A mortar shell struck the only functioning medical facility in Sri Lanka's northern war zone Tuesday morning, killing 49 patients and bystanders and wounding more than 50 others, a government health official in the area said.
The attack came after a weekend of heavy shelling that killed hundreds of civilians trapped in the war zone. The military has denied accusations that it was still shelling the tiny coastal strip still under rebel control, which is packed with an estimated 50,000 civilians.
Dr. Thurairaja Varatharajah, the top government health official in the war zone, said a single mortar shell hit the admissions ward in the makeshift hospital Tuesday morning. In addition to the 49 killed, scores of others were injured — many with head and stomach wounds — and he expected the death toll to rise, he said.
Shells were still hitting the area hours later, including one that landed about 150 yards from the hospital, Varatharajah said.
A second hospital official, who spoke to The Associated Press on condition of anonymity because he was not authorized to speak to the media, said a hospital administrator was among those killed.
Difficult to verify
Reports of the fighting are difficult to verify because the government bars journalists and aid workers from the war zone.
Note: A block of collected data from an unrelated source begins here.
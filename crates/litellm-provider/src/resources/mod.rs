pub mod model;
pub mod team;
pub mod team_membership;
pub mod user;

pub use model::ModelResource;
pub use team::TeamResource;
pub use team_membership::TeamMembershipResource;
pub use user::UserResource;
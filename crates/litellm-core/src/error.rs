use thiserror::Error;

/// Rejected configuration values, raised before any request is sent.
#[derive(Error, Debug, Clone, PartialEq, Eq)]
pub enum ValidationError {
    #[error("{0} is not a valid role")]
    InvalidRole(String),

    #[error("only roles `admin` and `user` are authorized in a team membership, got `{0}`")]
    InvalidTeamRole(String),

    #[error("missing required attribute: {0}")]
    MissingAttribute(String),

    #[error("attribute {attribute} expects a value of type {expected}")]
    TypeMismatch {
        attribute: String,
        expected: &'static str,
    },

    #[error("unsupported attribute: {0}")]
    UnknownAttribute(String),

    #[error("invalid value for {attribute}: {message}")]
    InvalidValue { attribute: String, message: String },
}

pub type ValidationResult<T> = std::result::Result<T, ValidationError>;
Rebel spokesman Seevaratnam Puleedevan blamed the attack on the government, and said civilians were fleeing in all directions inside the tiny war zone seeking safety.
"There's no place to seek shelter or protect themselves," he said.
He called on the international community to force the government to stop its offensive against the rebel group.
U.N. Secretary-General Ban Ki-moon said Monday that he was "appalled at the killings of hundreds of civilians in Sri Lanka over the weekend. Thousands of Sri Lankans have already died in the past several months due to the conflict, and more still remain in grave danger."
In a statement, Ban reiterated his call for both parties to cease using heavy weapons and accused the rebels of "reckless disrespect" for the safety of civilians. Human rights groups accuse the rebels of keeping the civilians hostage for use as human shields against the government offensive.